The most important method to ensure correct coding is through documentation completeness, according to Dr. Roddy. While many physicians wait until the end of the day to complete all surgery and angiography documentation, that practice may not yield the best results.
“While certain details might not be important from a clinical standpoint, they are vital to proper coding,” Dr. Roddy said. “In the billing and coding world, if something is not included in the procedure notes, it did not happen and is, therefore, not reimbursable. It is important to take the time to dictate what you really did so you can be paid appropriately.”
During his presentation, Dr. Roddy emphasized the importance of submitting a correct claim initially, since an original claim is much more likely to be paid than an appeal. To help ensure accuracy, Dr. Roddy recommended scrubbing software which can be customized to identify errors prior to claim submission.
“At least 10 percent of our claims have a typographical error,” Dr. Roddy said. “You want to get it right the first time, not spend staff time and money appealing claims. Billing software is available on many practices’ systems, but it is often not activated, updated, or used when it could be. An investment in scrubbing software helps make it right the first time.”
However, do not ignore claim rejections and accept them as a loss. Instead, analyze them to see if a pattern emerges. Also remember to submit claims in a timely manner.
There are also multiple procedures in the CPT manual where two different codes describe the same procedures, so it is important to be familiar with those definitions, Dr. Roddy said in his presentation.
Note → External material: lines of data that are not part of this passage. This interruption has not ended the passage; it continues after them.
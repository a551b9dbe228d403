// SPDX-FileCopyrightText: 2024 Foundation Devices, Inc. <hello@foundationdevices.com>
// SPDX-License-Identifier: GPL-3.0-or-later

use crate::addr::FlashAddr;
use crate::device::Device;
use crate::opcode::{self, REGISTER_MASK, SPM};
use crate::ProgramMemory;
use heapless::Vec;

/// Registers the leap itself loads right before entering the sequence: r1:r0 with the
/// payload and Z with the target address. A sequence storing one of them cannot be driven.
pub const UNDRIVABLE_REGISTERS: [u8; 4] = [0, 1, 30, 31];

/// Instruction the sequence uses to write SPMCSR.
#[derive(Clone, Copy, Debug, Eq, PartialEq)]
#[cfg_attr(feature = "defmt", derive(defmt::Format))]
pub enum SequenceKind {
    /// `sts SPMCSR, Rr ; spm`, three words.
    Sts,
    /// `out SPMCSR, Rr ; spm`, two words, one cycle shorter.
    Out,
}

impl SequenceKind {
    pub const fn len_bytes(self) -> u32 {
        match self {
            SequenceKind::Sts => 6,
            SequenceKind::Out => 4,
        }
    }
}

/// A self-programming sequence found in flash.
#[derive(Clone, Copy, Debug, Eq, PartialEq)]
#[cfg_attr(feature = "defmt", derive(defmt::Format))]
pub struct SpmSequenceLocation {
    /// Byte address of the first instruction.
    pub address: FlashAddr,
    /// Register whose value the sequence stores into SPMCSR.
    pub command_register: u8,
    pub kind: SequenceKind,
}

impl SpmSequenceLocation {
    /// Instruction words of this sequence shape, as the scanner would match them.
    pub fn encode(&self, device: &Device) -> Vec<u16, 3> {
        let mut words = Vec::new();
        let r = self.command_register;
        // Both shapes fit the capacity.
        let _ = match self.kind {
            SequenceKind::Sts => words.extend_from_slice(&[opcode::sts(r), device.spmcsr_mem, SPM]),
            SequenceKind::Out => words.extend_from_slice(&[opcode::out(device.spmcsr_io, r), SPM]),
        };
        words
    }

    /// One past the last byte of the sequence.
    pub fn end(&self) -> FlashAddr {
        self.address.offset(self.kind.len_bytes())
    }

    /// Whether any byte of the sequence lies in `[start, end)`.
    pub fn overlaps(&self, start: FlashAddr, end: FlashAddr) -> bool {
        self.address < end && start < self.end()
    }
}

/// How the scanner picks a match.
#[derive(Clone, Copy, Debug, Eq, PartialEq)]
#[cfg_attr(feature = "defmt", derive(defmt::Format))]
pub struct ScanOptions {
    /// Number of drivable matches to pass over before the one returned by [`SignatureScanner::find`].
    /// Some factory images start with a decoy copy that must not be used.
    pub skip_count: usize,
    /// Also match the `out SPMCSR, Rr ; spm` form.
    pub accept_out_form: bool,
}

impl Default for ScanOptions {
    fn default() -> Self {
        Self {
            skip_count: 0,
            accept_out_form: true,
        }
    }
}

/// Searches the scan range of a [`Device`] for the self-programming sequence.
#[derive(Clone, Copy, Debug)]
pub struct SignatureScanner {
    device: Device,
    options: ScanOptions,
    /// Matches below this address were passed over as decoys and are never picked again.
    decoy_end: FlashAddr,
}

impl SignatureScanner {
    pub const fn new(device: Device, options: ScanOptions) -> Self {
        Self {
            device,
            options,
            decoy_end: device.scan_start,
        }
    }

    pub fn options(&self) -> &ScanOptions {
        &self.options
    }

    /// The (`skip_count` + 1)-th drivable match in the scan range.
    ///
    /// With a non-zero `skip_count` every match below the one returned is a decoy:
    /// [`SignatureScanner::rescan`] and [`SignatureScanner::find_outside`] never return
    /// anything below it afterwards, even once the decoys are erased.
    pub fn find<P: ProgramMemory + ?Sized>(&mut self, flash: &P) -> Option<SpmSequenceLocation> {
        let found = self.matches(flash).nth(self.options.skip_count);
        match found {
            Some(location) => {
                info!(
                    "Sequence found at {:#x}, r{}",
                    location.address.byte(),
                    location.command_register
                );
                if self.options.skip_count > 0 {
                    self.decoy_end = location.address;
                }
            }
            None => warn!("No self-programming sequence in scan range"),
        }
        found
    }

    /// Start of the range searched after discovery.
    pub fn decoy_end(&self) -> FlashAddr {
        self.decoy_end
    }

    /// The first drivable match that is not a decoy.
    pub fn rescan<P: ProgramMemory + ?Sized>(&self, flash: &P) -> Option<SpmSequenceLocation> {
        self.candidates(flash).next()
    }

    /// The first drivable match that is not a decoy and has no byte in `[start, end)`.
    pub fn find_outside<P: ProgramMemory + ?Sized>(
        &self,
        flash: &P,
        start: FlashAddr,
        end: FlashAddr,
    ) -> Option<SpmSequenceLocation> {
        self.candidates(flash).find(|location| !location.overlaps(start, end))
    }

    fn candidates<'a, P: ProgramMemory + ?Sized>(&'a self, flash: &'a P) -> Matches<'a, P> {
        Matches {
            scanner: self,
            flash,
            next: self.decoy_end,
        }
    }

    /// Location to use after an erase: the old one if the copy there is still intact,
    /// otherwise the first match that is not a decoy.
    pub fn revalidate<P: ProgramMemory + ?Sized>(
        &self,
        flash: &P,
        location: &SpmSequenceLocation,
    ) -> Option<SpmSequenceLocation> {
        if self.matches_at(flash, location.address) == Some(*location) {
            return Some(*location);
        }
        let moved = self.rescan(flash);
        if let Some(new) = moved {
            debug!("Sequence moved from {:#x} to {:#x}", location.address.byte(), new.address.byte());
        }
        moved
    }

    /// Match a drivable sequence starting exactly at `addr`.
    pub fn matches_at<P: ProgramMemory + ?Sized>(&self, flash: &P, addr: FlashAddr) -> Option<SpmSequenceLocation> {
        if !addr.is_word_aligned() || addr.byte() + SequenceKind::Out.len_bytes() > self.device.flash_size {
            return None;
        }

        let first = flash.read_word(addr);
        let command_register = opcode::register_of(first);
        let masked = first & !REGISTER_MASK;
        let next = flash.read_word(addr.offset(2));

        let kind = if masked == opcode::sts(0)
            && next == self.device.spmcsr_mem
            && addr.byte() + SequenceKind::Sts.len_bytes() <= self.device.flash_size
            && flash.read_word(addr.offset(4)) == SPM
        {
            SequenceKind::Sts
        } else if self.options.accept_out_form && masked == opcode::out(self.device.spmcsr_io, 0) && next == SPM {
            SequenceKind::Out
        } else {
            return None;
        };

        if UNDRIVABLE_REGISTERS.contains(&command_register) {
            trace!("Skipping sequence at {:#x} using r{}", addr.byte(), command_register);
            return None;
        }

        Some(SpmSequenceLocation {
            address: addr,
            command_register,
            kind,
        })
    }

    /// All drivable matches in the scan range, in ascending address order.
    pub fn matches<'a, P: ProgramMemory + ?Sized>(&'a self, flash: &'a P) -> Matches<'a, P> {
        Matches {
            scanner: self,
            flash,
            next: self.device.scan_start,
        }
    }
}

/// Iterator returned by [`SignatureScanner::matches`].
pub struct Matches<'a, P: ?Sized> {
    scanner: &'a SignatureScanner,
    flash: &'a P,
    next: FlashAddr,
}

impl<P: ProgramMemory + ?Sized> Iterator for Matches<'_, P> {
    type Item = SpmSequenceLocation;

    fn next(&mut self) -> Option<Self::Item> {
        while self.next < self.scanner.device.scan_end {
            let addr = self.next;
            self.next = addr.offset(2);
            if let Some(location) = self.scanner.matches_at(self.flash, addr) {
                return Some(location);
            }
        }
        None
    }
}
Unfamiliarity with definitions may result in a procedure being under-coded with less reimbursement. Also don’t neglect to use the add-on codes which are used to define more difficult situations and compensate the physician for added complexity and time.
It also helps to pay attention to carrier-specific billing rules. Staff needs to know dates, providers, modifiers — rejections reports sometimes hold the key to this information. Coding staff should also be aware of Medicare’s many rules, including local coverage determinations.
Following his Northwestern presentation, Dr. Roddy and Robert Zwolak, MD, gave the Society’s first-ever Webinar, 2014 CPT Coding Update, which is available on demand through January 31. SVS has additional resources to help its members improve reimbursement through proper coding, including the annual coding workshop and the recently released Coding Guide 2014.
“There are coding changes annually and someone in every vascular surgery practice has to know what’s new each year,” Dr. Roddy said.
“Doctors focus on patient care and may pay less attention to coding. But if you don’t focus on coding, someone in your practice has to do it for you,” he concluded.